- **Your assignment**:
Only the closing portion of the entries is to be reproduced: the line containing "pub fn add(&mut" through the very last line, exactly as written.

- **Data to use**:

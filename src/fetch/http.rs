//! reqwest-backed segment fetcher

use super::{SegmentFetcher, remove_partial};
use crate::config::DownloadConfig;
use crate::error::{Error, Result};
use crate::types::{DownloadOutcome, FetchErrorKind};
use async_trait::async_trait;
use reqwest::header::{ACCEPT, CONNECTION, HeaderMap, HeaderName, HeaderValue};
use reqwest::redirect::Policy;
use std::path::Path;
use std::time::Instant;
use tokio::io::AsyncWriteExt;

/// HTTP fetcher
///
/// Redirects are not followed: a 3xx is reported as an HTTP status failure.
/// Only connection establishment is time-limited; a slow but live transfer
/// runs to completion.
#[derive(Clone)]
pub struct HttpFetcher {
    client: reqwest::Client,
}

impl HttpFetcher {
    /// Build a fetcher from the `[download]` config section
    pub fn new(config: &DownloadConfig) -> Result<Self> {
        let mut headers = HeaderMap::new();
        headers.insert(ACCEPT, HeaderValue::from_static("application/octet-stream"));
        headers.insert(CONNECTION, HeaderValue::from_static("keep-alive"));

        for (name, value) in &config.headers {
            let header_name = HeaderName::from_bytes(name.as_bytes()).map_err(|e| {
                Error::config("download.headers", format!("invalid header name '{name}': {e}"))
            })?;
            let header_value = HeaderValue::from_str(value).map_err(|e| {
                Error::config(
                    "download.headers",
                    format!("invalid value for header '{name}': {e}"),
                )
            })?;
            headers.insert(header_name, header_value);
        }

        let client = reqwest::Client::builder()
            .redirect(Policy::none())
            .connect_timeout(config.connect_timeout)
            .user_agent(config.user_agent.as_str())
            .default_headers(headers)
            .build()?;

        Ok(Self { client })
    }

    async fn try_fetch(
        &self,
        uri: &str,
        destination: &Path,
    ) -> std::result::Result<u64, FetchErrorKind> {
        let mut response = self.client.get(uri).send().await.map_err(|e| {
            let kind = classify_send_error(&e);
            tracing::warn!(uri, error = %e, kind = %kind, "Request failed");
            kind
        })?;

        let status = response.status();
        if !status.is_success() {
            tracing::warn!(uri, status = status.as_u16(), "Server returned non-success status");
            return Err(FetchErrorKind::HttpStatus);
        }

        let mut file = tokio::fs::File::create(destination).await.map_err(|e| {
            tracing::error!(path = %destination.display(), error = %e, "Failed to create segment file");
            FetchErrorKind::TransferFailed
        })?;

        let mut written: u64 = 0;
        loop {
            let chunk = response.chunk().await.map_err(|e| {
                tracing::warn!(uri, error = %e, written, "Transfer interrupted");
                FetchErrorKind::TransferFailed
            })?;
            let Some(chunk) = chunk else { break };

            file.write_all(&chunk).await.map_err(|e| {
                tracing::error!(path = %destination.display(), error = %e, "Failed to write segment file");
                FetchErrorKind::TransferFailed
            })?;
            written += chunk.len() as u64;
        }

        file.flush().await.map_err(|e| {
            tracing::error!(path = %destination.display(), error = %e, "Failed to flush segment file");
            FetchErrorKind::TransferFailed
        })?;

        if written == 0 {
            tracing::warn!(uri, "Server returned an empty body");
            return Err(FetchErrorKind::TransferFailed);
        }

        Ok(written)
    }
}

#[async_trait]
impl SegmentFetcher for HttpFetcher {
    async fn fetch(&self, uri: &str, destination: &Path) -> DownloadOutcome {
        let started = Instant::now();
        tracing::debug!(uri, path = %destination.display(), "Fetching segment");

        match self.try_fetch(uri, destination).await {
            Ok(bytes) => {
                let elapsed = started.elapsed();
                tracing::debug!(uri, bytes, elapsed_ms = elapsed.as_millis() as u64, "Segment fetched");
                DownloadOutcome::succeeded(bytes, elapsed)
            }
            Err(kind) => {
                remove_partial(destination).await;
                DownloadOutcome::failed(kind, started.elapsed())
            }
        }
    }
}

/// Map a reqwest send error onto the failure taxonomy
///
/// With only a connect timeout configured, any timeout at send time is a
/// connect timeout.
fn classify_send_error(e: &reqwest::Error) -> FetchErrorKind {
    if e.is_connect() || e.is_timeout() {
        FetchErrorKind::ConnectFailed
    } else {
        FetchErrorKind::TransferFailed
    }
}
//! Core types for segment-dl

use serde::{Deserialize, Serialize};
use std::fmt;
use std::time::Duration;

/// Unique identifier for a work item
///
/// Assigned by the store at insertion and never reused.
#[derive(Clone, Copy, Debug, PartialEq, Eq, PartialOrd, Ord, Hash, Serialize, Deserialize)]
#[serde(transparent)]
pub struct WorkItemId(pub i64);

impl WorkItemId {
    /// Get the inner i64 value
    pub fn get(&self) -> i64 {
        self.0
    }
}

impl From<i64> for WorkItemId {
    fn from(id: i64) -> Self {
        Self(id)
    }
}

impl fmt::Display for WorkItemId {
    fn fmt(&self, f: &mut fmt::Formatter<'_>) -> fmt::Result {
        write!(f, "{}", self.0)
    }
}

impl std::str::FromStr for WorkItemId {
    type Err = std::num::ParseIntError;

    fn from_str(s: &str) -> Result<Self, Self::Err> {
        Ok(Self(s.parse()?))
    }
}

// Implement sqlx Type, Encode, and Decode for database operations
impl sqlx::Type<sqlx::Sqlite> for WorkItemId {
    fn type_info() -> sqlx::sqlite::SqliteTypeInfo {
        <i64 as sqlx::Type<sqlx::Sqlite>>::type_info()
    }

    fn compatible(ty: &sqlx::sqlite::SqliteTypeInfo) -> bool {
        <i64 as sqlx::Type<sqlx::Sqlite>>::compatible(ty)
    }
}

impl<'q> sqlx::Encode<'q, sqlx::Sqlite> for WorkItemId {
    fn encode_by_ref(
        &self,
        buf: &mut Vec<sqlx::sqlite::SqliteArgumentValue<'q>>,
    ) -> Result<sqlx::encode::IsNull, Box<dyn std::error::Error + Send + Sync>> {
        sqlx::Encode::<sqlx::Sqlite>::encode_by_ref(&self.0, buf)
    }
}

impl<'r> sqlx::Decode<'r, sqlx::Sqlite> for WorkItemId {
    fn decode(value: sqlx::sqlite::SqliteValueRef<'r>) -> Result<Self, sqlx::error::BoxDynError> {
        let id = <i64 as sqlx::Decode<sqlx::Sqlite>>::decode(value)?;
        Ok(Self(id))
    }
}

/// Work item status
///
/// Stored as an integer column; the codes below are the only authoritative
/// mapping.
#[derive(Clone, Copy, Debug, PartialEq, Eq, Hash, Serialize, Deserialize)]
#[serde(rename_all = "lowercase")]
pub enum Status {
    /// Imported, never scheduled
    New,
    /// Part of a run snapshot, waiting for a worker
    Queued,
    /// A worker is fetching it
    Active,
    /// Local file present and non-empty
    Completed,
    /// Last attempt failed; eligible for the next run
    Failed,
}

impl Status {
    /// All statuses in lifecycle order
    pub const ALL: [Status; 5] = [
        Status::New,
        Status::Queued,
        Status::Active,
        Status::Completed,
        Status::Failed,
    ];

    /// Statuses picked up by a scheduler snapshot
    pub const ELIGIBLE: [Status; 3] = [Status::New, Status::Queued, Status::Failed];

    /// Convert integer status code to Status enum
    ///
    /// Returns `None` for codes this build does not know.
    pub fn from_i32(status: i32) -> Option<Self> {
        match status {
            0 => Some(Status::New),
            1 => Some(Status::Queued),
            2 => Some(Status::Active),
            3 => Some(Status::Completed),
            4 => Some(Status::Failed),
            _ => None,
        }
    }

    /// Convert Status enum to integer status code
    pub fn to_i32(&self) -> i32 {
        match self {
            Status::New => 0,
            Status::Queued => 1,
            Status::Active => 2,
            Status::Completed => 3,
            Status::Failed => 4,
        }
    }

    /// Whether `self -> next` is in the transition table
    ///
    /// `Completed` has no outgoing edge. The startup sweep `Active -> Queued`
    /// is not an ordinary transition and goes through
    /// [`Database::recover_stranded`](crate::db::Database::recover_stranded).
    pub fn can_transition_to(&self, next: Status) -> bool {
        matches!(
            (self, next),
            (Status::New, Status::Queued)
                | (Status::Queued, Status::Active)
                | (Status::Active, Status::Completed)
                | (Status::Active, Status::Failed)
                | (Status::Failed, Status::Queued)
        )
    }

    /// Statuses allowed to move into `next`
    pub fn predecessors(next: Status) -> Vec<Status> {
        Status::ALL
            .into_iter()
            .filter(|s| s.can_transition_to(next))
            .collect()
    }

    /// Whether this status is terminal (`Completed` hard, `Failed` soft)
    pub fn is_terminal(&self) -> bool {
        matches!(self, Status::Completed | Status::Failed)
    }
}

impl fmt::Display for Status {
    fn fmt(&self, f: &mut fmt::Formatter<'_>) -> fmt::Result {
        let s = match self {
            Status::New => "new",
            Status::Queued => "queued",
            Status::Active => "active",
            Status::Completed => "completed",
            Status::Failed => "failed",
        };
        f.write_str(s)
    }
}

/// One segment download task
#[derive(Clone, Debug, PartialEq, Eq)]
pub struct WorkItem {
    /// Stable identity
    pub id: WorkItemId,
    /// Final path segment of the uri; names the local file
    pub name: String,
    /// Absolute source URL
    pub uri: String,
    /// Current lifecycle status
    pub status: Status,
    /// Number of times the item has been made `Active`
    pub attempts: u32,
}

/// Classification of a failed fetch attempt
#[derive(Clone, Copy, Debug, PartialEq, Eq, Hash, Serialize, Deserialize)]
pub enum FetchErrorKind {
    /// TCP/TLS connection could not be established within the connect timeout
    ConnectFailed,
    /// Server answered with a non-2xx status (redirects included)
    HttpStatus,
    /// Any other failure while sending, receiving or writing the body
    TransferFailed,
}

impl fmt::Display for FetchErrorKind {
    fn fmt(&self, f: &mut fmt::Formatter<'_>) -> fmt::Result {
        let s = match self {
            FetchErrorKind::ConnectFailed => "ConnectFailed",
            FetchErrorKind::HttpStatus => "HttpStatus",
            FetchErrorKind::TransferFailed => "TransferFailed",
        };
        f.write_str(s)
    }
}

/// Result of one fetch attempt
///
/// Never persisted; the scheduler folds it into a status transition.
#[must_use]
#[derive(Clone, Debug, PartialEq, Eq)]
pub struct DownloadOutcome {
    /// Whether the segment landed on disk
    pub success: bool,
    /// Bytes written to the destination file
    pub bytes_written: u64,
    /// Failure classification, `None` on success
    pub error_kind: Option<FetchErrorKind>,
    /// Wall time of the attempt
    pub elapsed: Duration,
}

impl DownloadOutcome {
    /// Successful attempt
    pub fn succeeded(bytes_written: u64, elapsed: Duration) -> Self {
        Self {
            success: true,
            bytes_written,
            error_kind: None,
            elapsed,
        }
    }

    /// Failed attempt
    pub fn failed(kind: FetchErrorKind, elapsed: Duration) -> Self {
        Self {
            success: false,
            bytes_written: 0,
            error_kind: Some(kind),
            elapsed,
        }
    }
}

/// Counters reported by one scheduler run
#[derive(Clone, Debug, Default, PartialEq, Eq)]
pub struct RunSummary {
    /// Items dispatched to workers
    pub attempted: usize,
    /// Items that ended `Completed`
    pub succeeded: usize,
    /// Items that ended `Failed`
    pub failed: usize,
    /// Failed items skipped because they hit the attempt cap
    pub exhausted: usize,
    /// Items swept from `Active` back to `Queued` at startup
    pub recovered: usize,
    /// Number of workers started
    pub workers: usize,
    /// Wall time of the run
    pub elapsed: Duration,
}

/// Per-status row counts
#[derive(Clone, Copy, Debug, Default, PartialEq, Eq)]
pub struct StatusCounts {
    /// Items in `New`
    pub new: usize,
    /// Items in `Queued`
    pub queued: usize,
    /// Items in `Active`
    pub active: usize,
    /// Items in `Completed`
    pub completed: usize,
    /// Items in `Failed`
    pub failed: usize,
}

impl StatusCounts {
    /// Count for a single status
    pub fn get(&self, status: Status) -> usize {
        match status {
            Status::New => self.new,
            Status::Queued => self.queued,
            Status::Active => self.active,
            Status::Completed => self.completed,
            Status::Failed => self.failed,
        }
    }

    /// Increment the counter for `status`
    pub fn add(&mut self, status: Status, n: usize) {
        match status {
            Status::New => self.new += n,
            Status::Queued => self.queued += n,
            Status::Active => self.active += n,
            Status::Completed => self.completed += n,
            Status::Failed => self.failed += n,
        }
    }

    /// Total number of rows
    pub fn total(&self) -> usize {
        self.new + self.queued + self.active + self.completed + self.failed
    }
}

- **Answer for the task**:
    pub fn add(&mut self, status: Status, n: usize) {
        match status {
            Status::New => self.new += n,
            Status::Queued => self.queued += n,
            Status::Active => self.active += n,
            Status::Completed => self.completed += n,
            Status::Failed => self.failed += n,
        }
    }

    /// Total number of rows
    pub fn total(&self) -> usize {
        self.new + self.queued + self.active + self.completed + self.failed
    }
}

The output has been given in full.